Some studies report that Spanish Roma people show worse health indicators related to compare to the general population (Usera-clavero et al., 2019). In this context, a study of Roma participants found that they had lower values in the footwear domains, and they had worse quality of life (Coheña-Jiménez et al., 2020). Hence, they have foot health problems, a high percentage of them has poor foot health as well as a shorter life expectancy than national average. This could have important public health implications. Therefore, understanding the associations between foot health and footwear is very important for an approach multidisciplinary care of the Roma population. With that, this study was carried out with the intent to address foot health knowledge gaps. As the evidence suggests, many researchers utilized the clinimetric tool validated Foot Health Status Questionnaire to measure the quality of life, and many people wear inappropriate footwear even with foot problems (Bennett et al., 2001).
However, despite that, National Health Surveys of the Roma population in Spain and Europe have not taken into account foot health (Martín-Pérez, et al., 2015). To our knowledge this study to compare an in-depth characterization of foot health status between Roma and general population. Exploring outdoor footwear and foot health of a population is essential to aid the development of tailored public health strategies targeting the Roma population. These findings could potentially help in the access to educational information, recognizing the importance of the cultural beliefs of these people. Patient education related to foot health and foot self-care is rarely provided during medical appointments (Graham et al., 2017).

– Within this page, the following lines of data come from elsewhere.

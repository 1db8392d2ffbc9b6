//! CoachLedger API Server

use std::net::SocketAddr;

use axum::http::{header, Method};
use coachledger_api::{create_router, AppState, Config};
use coachledger_billing::BillingService;
use coachledger_shared::{create_pool, run_migrations};
use tower_http::{
    cors::{AllowOrigin, CorsLayer},
    trace::TraceLayer,
};
use tracing_subscriber::{layer::SubscriberExt, util::SubscriberInitExt};

#[tokio::main]
async fn main() -> anyhow::Result<()> {
    // Load .env file if present
    dotenvy::dotenv().ok();

    tracing_subscriber::registry()
        .with(
            tracing_subscriber::EnvFilter::try_from_default_env()
                .unwrap_or_else(|_| "info,coachledger_api=debug,coachledger_billing=debug".into()),
        )
        .with(tracing_subscriber::fmt::layer())
        .init();

    tracing::info!("Starting CoachLedger API Server v{}", env!("CARGO_PKG_VERSION"));

    let config = Config::from_env()?;
    tracing::info!(config = ?config, "Configuration loaded");

    tracing::info!("Connecting to database...");
    let pool = create_pool(&config.database_url).await?;
    tracing::info!("Database connection established");

    if config.run_migrations {
        run_migrations(&pool).await?;
    } else {
        tracing::info!("Database migrations skipped (RUN_MIGRATIONS not set)");
    }

    let billing = BillingService::from_env(pool.clone())?;
    tracing::info!("Billing service initialized");

    let allowed_origins: Vec<axum::http::HeaderValue> = config
        .allowed_origins
        .iter()
        .filter_map(|s| s.parse().ok())
        .collect();

    tracing::info!(
        allowed_origins = ?allowed_origins,
        "CORS configured with {} allowed origins",
        allowed_origins.len()
    );

    let cors = CorsLayer::new()
        .allow_origin(AllowOrigin::list(allowed_origins))
        .allow_methods([Method::GET, Method::POST, Method::OPTIONS])
        .allow_headers([header::AUTHORIZATION, header::CONTENT_TYPE, header::ACCEPT])
        .allow_credentials(true);

    let addr: SocketAddr = config.bind_address.parse()?;
    let state = AppState::new(pool, config, billing);

    let app = create_router(state)
        .layer(cors)
        .layer(TraceLayer::new_for_http());

    tracing::info!("Starting server on {}", addr);
    let listener = tokio::net::TcpListener::bind(addr).await?;
    axum::serve(listener, app).await?;

    Ok(())
}
impl PurchaseReconciler {
    pub fn new(
        gateway: Arc<dyn PaymentGateway>,
        purchases: Arc<dyn PurchaseStore>,
        ledger: Arc<dyn CreditLedger>,
        notifier: Arc<dyn Notifier>,
        config: Arc<BillingConfig>,
    ) -> Self {
        Self {
            gateway,
            purchases,
            ledger,
            notifier,
            config,
        }
    }

    /// Record a pending purchase when checkout starts
    pub async fn begin_purchase(
        &self,
        identity: PurchaseIdentity,
        checkout_session_id: &str,
    ) -> BillingResult<PurchaseRecord> {
        let package = self.active_package(identity.package_id).await?;
        let now = OffsetDateTime::now_utc();

        let record = self
            .purchases
            .create_pending(NewPurchase {
                owner: identity.owner,
                purchaser_user_id: identity.purchaser_user_id,
                package_id: package.id,
                credits_purchased: package.credits,
                amount_minor_units: package.price_minor_units,
                currency: package.currency.clone(),
                checkout_session_id: checkout_session_id.to_string(),
                payment_intent_id: None,
                expires_at: Some(self.expiry_for(&package, now)),
            })
            .await?;

        tracing::info!(
            session_id = %checkout_session_id,
            owner = %identity.owner,
            package_id = %package.id,
            "Recorded pending purchase"
        );

        Ok(record)
    }

    /// Confirm a checkout on behalf of the authenticated payer
    pub async fn confirm(&self, session_id: &str, caller: Uuid) -> BillingResult<ConfirmOutcome> {
        let session_id = session_id.trim();
        if session_id.is_empty() {
            return Err(BillingError::InvalidInput("sessionId is required".to_string()));
        }

        let session = self.gateway.retrieve_checkout_session(session_id).await?;
        let identity = PurchaseIdentity::from_session(&session)?;

        if identity.purchaser_user_id != caller {
            tracing::warn!(
                session_id = %session_id,
                caller = %caller,
                payer = %identity.purchaser_user_id,
                "Confirmation attempted by someone other than the payer"
            );
            return Err(BillingError::PayerMismatch(
                "Checkout session belongs to another payer".to_string(),
            ));
        }

        if !session.is_paid() {
            tracing::info!(
                session_id = %session_id,
                payment_status = session.payment_status.as_str(),
                "Checkout not paid yet"
            );
            return Ok(ConfirmOutcome::not_paid(session.payment_status.as_str()));
        }

        self.reconcile(&session, identity).await
    }

    /// Complete a purchase from a `checkout.session.completed` event
    pub async fn complete_from_session(
        &self,
        session: &CheckoutSession,
    ) -> BillingResult<ConfirmOutcome> {
        let identity = PurchaseIdentity::from_session(session)?;

        if !session.is_paid() {
            tracing::info!(
                session_id = %session.id,
                payment_status = session.payment_status.as_str(),
                "Completed checkout is not paid, waiting for payment"
            );
            return Ok(ConfirmOutcome::not_paid(session.payment_status.as_str()));
        }

        self.reconcile(session, identity).await
    }

    async fn reconcile(
        &self,
        session: &CheckoutSession,
        identity: PurchaseIdentity,
    ) -> BillingResult<ConfirmOutcome> {
        let now = OffsetDateTime::now_utc();

        for _ in 0..MAX_RECONCILE_ATTEMPTS {
            match self.purchases.find_by_session(&session.id).await? {
                Some(record) if record.is_completed() => {
                    return self.replay(record).await;
                }
                Some(_pending) => {
                    match self
                        .purchases
                        .complete_pending(&session.id, session.payment_intent.as_deref(), now)
                        .await?
                    {
                        Some(record) => return self.grant(record, now).await,
                        None => {
                            tracing::debug!(
                                session_id = %session.id,
                                "Lost completion race, re-reading"
                            );
                        }
                    }
                }
                None => {
                    let package = self.active_package(identity.package_id).await?;
                    let purchase = NewPurchase {
                        owner: identity.owner,
                        purchaser_user_id: identity.purchaser_user_id,
                        package_id: package.id,
                        credits_purchased: package.credits,
                        amount_minor_units: session
                            .amount_total
                            .unwrap_or(package.price_minor_units),
                        currency: session
                            .currency
                            .clone()
                            .unwrap_or_else(|| package.currency.clone()),
                        checkout_session_id: session.id.clone(),
                        payment_intent_id: session.payment_intent.clone(),
                        expires_at: Some(self.expiry_for(&package, now)),
                    };

                    match self.purchases.insert_completed(purchase, now).await? {
                        Some(record) => return self.grant(record, now).await,
                        None => {
                            tracing::debug!(
                                session_id = %session.id,
                                "Purchase bootstrapped concurrently, re-reading"
                            );
                        }
                    }
                }
            }
        }

        Err(BillingError::Internal(format!(
            "Purchase for session {} did not settle",
            session.id
        )))
    }

    /// Fast path. Normally read-only; re-grants only if a previous caller
    /// completed the purchase but never reached the grant.
    async fn replay(&self, record: PurchaseRecord) -> BillingResult<ConfirmOutcome> {
        let batches = self
            .ledger
            .batches_for_reference(CreditSourceType::Purchase, record.id)
            .await?;

        let batch_id = match batches.first() {
            Some(batch) => batch.id,
            None => {
                tracing::warn!(
                    session_id = %record.checkout_session_id,
                    purchase_id = %record.id,
                    "Completed purchase has no batch, granting now"
                );
                let outcome = self.grant(record.clone(), OffsetDateTime::now_utc()).await?;
                outcome.batch_id.unwrap_or_default()
            }
        };

        tracing::info!(
            session_id = %record.checkout_session_id,
            credits = record.credits_purchased,
            "Purchase already processed"
        );

        Ok(ConfirmOutcome::already_processed(
            record.credits_purchased,
            batch_id,
        ))
    }

    async fn grant(
        &self,
        record: PurchaseRecord,
        now: OffsetDateTime,
    ) -> BillingResult<ConfirmOutcome> {
        let package = self.purchases.find_package(record.package_id).await?;
        let expires_at = match (record.expires_at, package.as_ref()) {
            (Some(at), _) => at,
            (None, Some(package)) => self.expiry_for(package, now),
            (None, None) => add_months(now, self.config.default_validity_months),
        };

        let grant = self
            .ledger
            .grant_batch(GrantRequest {
                owner: record.owner,
                amount: record.credits_purchased,
                expires_at,
                source_type: CreditSourceType::Purchase,
                feature_key: package.as_ref().and_then(|p| p.feature_key.clone()),
                source_reference_id: record.id,
                description: package
                    .as_ref()
                    .map(|p| format!("Purchase: {}", p.name))
                    .unwrap_or_else(|| "Credit purchase".to_string()),
            })
            .await?;

        tracing::info!(
            session_id = %record.checkout_session_id,
            owner = %record.owner,
            purchase_id = %record.id,
            batch_id = %grant.batch_id,
            credits = record.credits_purchased,
            "Purchase completed"
        );

        if grant.created {
            notify(
                self.notifier.as_ref(),
                NewNotification {
                    user_id: record.purchaser_user_id,
                    type_key: TYPE_CREDITS_ADDED.to_string(),
                    title: "Credits added".to_string(),
                    message: format!(
                        "{} credits were added to your balance.",
                        record.credits_purchased
                    ),
                    link: Some(self.config.credits_link.clone()),
                    metadata: serde_json::json!({
                        "purchase_id": record.id,
                        "batch_id": grant.batch_id,
                        "owner_type": record.owner.owner_type,
                        "owner_id": record.owner.owner_id,
                    }),
                },
            )
            .await;
        }

        Ok(ConfirmOutcome::granted(
            record.credits_purchased,
            grant.batch_id,
        ))
    }

    async fn active_package(&self, package_id: Uuid) -> BillingResult<CreditPackage> {
        match self.purchases.find_package(package_id).await? {
            Some(package) if package.is_active => Ok(package),
            _ => Err(BillingError::PackageNotFound(package_id)),
        }
    }

    fn expiry_for(&self, package: &CreditPackage, now: OffsetDateTime) -> OffsetDateTime {
        add_months(
            now,
            package
                .validity()
                .unwrap_or(self.config.default_validity_months),
        )
    }
}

Therefore, the present study aims to analyze the impact of the foot health and health behavior and the characteristics of outdoor footwear among these ethnic groups: Roma and non-Roma populations.
2 METHODSThis is a cross-sectional study desing.
2.1 SampleThe sample consisted of 78 Roma participants self-identified as members of this community and 72 participants non-Roma. This analysis is part of the findings of a cross-sectional survey on the foot health behaviors of the Roma population in Spain. There were no language difficulties in approaching the groups, as Spanish Roma are Spanish citizens, they speak the language of the majority. It has been necessary to use a convenience sample and a “snowball sampling” procedure. Participants included were Spanish Roma and general Spanish population; were males or females aged 19−65 years; and were the ability to understand the questionnaire. The rules for exclusion were participants with cognitive problems. Some participants did not complete the questionnaire and they have not been accounted for in the statistical analysis of the present study.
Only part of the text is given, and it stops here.